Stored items
*** Begin section ***

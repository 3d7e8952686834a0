//! Invoke config: thread_id, checkpoint_id, checkpoint_ns, user_id.
//!
//! Used by `CompiledStateGraph::invoke` / `resume` and every `Checkpointer` call.

/// Config for a single run. Identifies the thread and optional checkpoint.
///
/// When using a checkpointer, a run must provide at least `thread_id`. On resume,
/// `checkpoint_id` acts as the resume token: it must name the latest checkpoint.
#[derive(Debug, Clone, Default)]
pub struct RunnableConfig {
    /// Unique id for this conversation/thread. Required when using a checkpointer.
    pub thread_id: Option<String>,
    /// Resume token / explicit checkpoint to load instead of the latest.
    pub checkpoint_id: Option<String>,
    /// Optional namespace for checkpoints. Default is empty.
    pub checkpoint_ns: String,
    /// Optional user id; used for the long-term conversation store namespace.
    pub user_id: Option<String>,
}

impl RunnableConfig {
    /// Config for a thread with no explicit checkpoint.
    pub fn for_thread(thread_id: impl Into<String>) -> Self {
        Self {
            thread_id: Some(thread_id.into()),
            ..Self::default()
        }
    }

    pub fn with_user(mut self, user_id: impl Into<String>) -> Self {
        self.user_id = Some(user_id.into());
        self
    }

    pub fn with_checkpoint(mut self, checkpoint_id: impl Into<String>) -> Self {
        self.checkpoint_id = Some(checkpoint_id.into());
        self
    }
}
//! Supervisor stage: one planning turn of the research loop.
//!
//! Each turn advances the budget by exactly one iteration, then either stops
//! (budget exhausted, analyzer failed, analyzer satisfied) or plans more tasks.
//! The router fans out one worker per pending task.

use std::collections::HashSet;
use std::sync::Arc;

use async_trait::async_trait;

use crate::error::StageError;
use crate::graph::{Dispatch, Next, Node, Route};

use super::aggregate::findings_digest;
use super::collaborators::{GapAnalyzer, GapContext};
use super::model::Gaps;
use super::state::{StateUpdate, WorkflowState};
use super::{REPORT, SUPERVISOR, WORKER};

pub struct SupervisorNode {
    analyzer: Arc<dyn GapAnalyzer>,
}

impl SupervisorNode {
    pub fn new(analyzer: Arc<dyn GapAnalyzer>) -> Self {
        Self { analyzer }
    }
}

#[async_trait]
impl Node<WorkflowState> for SupervisorNode {
    fn id(&self) -> &str {
        SUPERVISOR
    }

    async fn run(&self, state: WorkflowState) -> Result<(StateUpdate, Next), StageError> {
        if state.is_complete {
            tracing::debug!("research already complete; supervisor turn skipped");
            return Ok((StateUpdate::default(), Next::Continue));
        }

        let budget = state.budget.advance();
        let done = |mut update: StateUpdate| -> Result<(StateUpdate, Next), StageError> {
            update.budget = Some(budget);
            update.is_complete = Some(true);
            Ok((update, Next::Continue))
        };

        if budget.is_exhausted(state.findings.len()) {
            tracing::info!(
                iterations = budget.iterations,
                findings = state.findings.len(),
                "research budget exhausted"
            );
            return done(StateUpdate::default());
        }

        let Some(brief) = state.brief.clone() else {
            return done(StateUpdate::error(
                "Supervisor analysis failed: no research brief",
            ));
        };

        let context = GapContext {
            brief,
            findings_digest: findings_digest(&state.findings),
            total_findings: state.findings.len(),
            budget,
            completed: state.completed.clone(),
            failed: state.failed.clone(),
            pending: state.pending_tasks().into_iter().cloned().collect(),
            first_turn: state.budget.iterations == 0,
        };
        let analysis = match self.analyzer.analyze(context).await {
            Ok(analysis) => analysis,
            Err(e) => {
                tracing::error!(error = %e, "gap analysis failed");
                return done(StateUpdate::error(format!(
                    "Supervisor analysis failed: {}",
                    e
                )));
            }
        };

        let mut known: HashSet<String> = state.task_history.iter().map(|t| t.id.clone()).collect();
        let new_tasks: Vec<_> = analysis
            .new_tasks
            .into_iter()
            .filter(|t| known.insert(t.id.clone()))
            .collect();
        let is_complete = analysis.is_complete && !analysis.has_gaps;
        tracing::info!(
            iteration = budget.iterations,
            new_tasks = new_tasks.len(),
            is_complete,
            "supervisor turn"
        );

        Ok((
            StateUpdate {
                task_history: new_tasks,
                budget: Some(budget),
                is_complete: Some(is_complete),
                gaps: Some(Gaps {
                    has_gaps: analysis.has_gaps,
                    gaps_identified: analysis.gaps_identified,
                    reasoning: analysis.reasoning,
                }),
                ..Default::default()
            },
            Next::Continue,
        ))
    }
}

/// After a supervisor turn: one worker per pending task, or the report when there
/// is nothing left to do.
pub fn route_after_supervisor(state: &WorkflowState) -> Route<WorkflowState> {
    if state.is_complete {
        return Route::to(REPORT);
    }
    let pending = state.pending_tasks();
    if pending.is_empty() {
        tracing::debug!("no pending tasks; proceeding to report");
        return Route::to(REPORT);
    }
    Route::Send(
        pending
            .into_iter()
            .map(|task| Dispatch::new(WORKER, state.for_task(task)))
            .collect(),
    )
}
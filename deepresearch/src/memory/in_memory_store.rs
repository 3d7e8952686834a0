//! In-memory Store. Not persistent.

use std::collections::HashMap;
use std::sync::atomic::{AtomicU64, Ordering};
use std::sync::Arc;
use std::time::SystemTime;

use async_trait::async_trait;
use tokio::sync::RwLock;

use crate::memory::store::{Item, Namespace, Store, StoreError};

/// Key for the inner map: namespace joined by "\0", then key.
fn map_key(namespace: &Namespace, key: &str) -> String {
    format!("{}\0{}", namespace.join("\0"), key)
}

/// In-memory Store. Not persistent.
///
/// Each entry carries a write sequence number so `list` is newest first even when
/// two writes share a timestamp.
///
/// **Interaction**: Used as `Arc<dyn Store>` through `ConversationStore` in tests and
/// by the CLI's `--in-memory` mode.
#[derive(Default)]
pub struct InMemoryStore {
    inner: Arc<RwLock<HashMap<String, (u64, Item)>>>,
    seq: AtomicU64,
}

impl InMemoryStore {
    pub fn new() -> Self {
        Self::default()
    }
}

#[async_trait]
impl Store for InMemoryStore {
    async fn put(
        &self,
        namespace: &Namespace,
        key: &str,
        value: &serde_json::Value,
    ) -> Result<(), StoreError> {
        let mut guard = self.inner.write().await;
        let seq = self.seq.fetch_add(1, Ordering::SeqCst);
        let k = map_key(namespace, key);
        match guard.get_mut(&k) {
            Some((entry_seq, item)) => {
                item.value = value.clone();
                item.updated_at = SystemTime::now();
                *entry_seq = seq;
            }
            None => {
                guard.insert(
                    k,
                    (
                        seq,
                        Item::new(namespace.clone(), key.to_string(), value.clone()),
                    ),
                );
            }
        }
        Ok(())
    }

    async fn get(&self, namespace: &Namespace, key: &str) -> Result<Option<Item>, StoreError> {
        let guard = self.inner.read().await;
        Ok(guard.get(&map_key(namespace, key)).map(|(_, item)| item.clone()))
    }

    async fn list(&self, namespace: &Namespace, limit: usize) -> Result<Vec<Item>, StoreError> {
        let guard = self.inner.read().await;
        let mut items: Vec<&(u64, Item)> = guard
            .values()
            .filter(|(_, item)| &item.namespace == namespace)
            .collect();
        items.sort_by(|a, b| b.0.cmp(&a.0));
        Ok(items
            .into_iter()
            .take(limit)
            .map(|(_, item)| item.clone())
            .collect())
    }
}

*** End section ***

Task to carry out - From the records above, pull out each line that has "derive".

Worked solution -
#[derive(Debug, Clone, Default)]
#[derive(Default)]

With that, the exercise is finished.